◆ **ABOUT THIS EXERCISE**: Sift the material for lines containing "Result", and return them.

◆ **RECORDED DATA**:
use std::{env, path::Path};

use tracing::level_filters::LevelFilter;
use tracing_subscriber::{EnvFilter, fmt, layer::SubscriberExt, util::SubscriberInitExt};

use crate::config::LogLevel;

/// Initialize tracing for the application
///
/// Uses RUST_LOG if set, otherwise the configured log level.
/// Supports both pretty console output and JSON output based on SHOWREEL_LOG_FORMAT.
///
/// # Errors
/// Returns error if tracing subscriber initialization fails
pub fn init(level: &LogLevel) -> Result<(), Box<dyn std::error::Error>> {
    let env_filter = env_filter(level);
    let registry = tracing_subscriber::registry().with(env_filter);

    match log_format().as_str() {
        "json" => {
            registry
                .with(fmt::layer().json().with_target(true).with_level(true))
                .try_init()?;
        }
        _ => {
            registry
                .with(
                    fmt::layer()
                        .pretty()
                        .with_target(true)
                        .with_level(true)
                        .with_thread_ids(true)
                        .with_thread_names(true),
                )
                .try_init()?;
        }
    }

    Ok(())
}

/// Initialize tracing with file output
///
/// Similar to init() but also writes a daily-rotated log into `log_dir`.
///
/// # Errors
/// Returns error if file creation or tracing subscriber initialization fails
pub fn init_with_file(level: &LogLevel, log_dir: &Path) -> Result<(), Box<dyn std::error::Error>> {
    const DAYS_TO_KEEP: usize = 7;

    let file_appender = tracing_appender::rolling::Builder::new()
        .rotation(tracing_appender::rolling::Rotation::DAILY)
        .max_log_files(DAYS_TO_KEEP)
        .filename_prefix("showreel")
        .filename_suffix("log")
        .build(log_dir)?;
    let (non_blocking, guard) = tracing_appender::non_blocking(file_appender);

    let registry = tracing_subscriber::registry().with(env_filter(level));

    match log_format().as_str() {
        "json" => {
            registry
                .with(
                    fmt::layer()
                        .json()
                        .with_target(true)
                        .with_level(true)
                        .with_writer(std::io::stdout),
                )
                .with(
                    fmt::layer()
                        .json()
                        .with_target(true)
                        .with_level(true)
                        .with_writer(non_blocking)
                        .with_ansi(false),
                )
                .try_init()?;
        }
        _ => {
            registry
                .with(
                    fmt::layer()
                        .pretty()
                        .with_target(true)
                        .with_level(true)
                        .with_writer(std::io::stdout),
                )
                .with(
                    fmt::layer()
                        .compact()
                        .with_target(true)
                        .with_level(true)
                        .with_writer(non_blocking)
                        .with_ansi(false),
                )
                .try_init()?;
        }
    }

    std::mem::forget(guard);

    Ok(())
}

fn env_filter(level: &LogLevel) -> EnvFilter {
    EnvFilter::builder()
        .with_default_directive(LevelFilter::from(*level).into())
        .from_env_lossy()
}

fn log_format() -> String {
    env::var("SHOWREEL_LOG_FORMAT").unwrap_or_else(|_| "pretty".to_string())
}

◆ **PROBLEM SOLUTION**:
pub fn init(level: &LogLevel) -> Result<(), Box<dyn std::error::Error>> {
pub fn init_with_file(level: &LogLevel, log_dir: &Path) -> Result<(), Box<dyn std::error::Error>> {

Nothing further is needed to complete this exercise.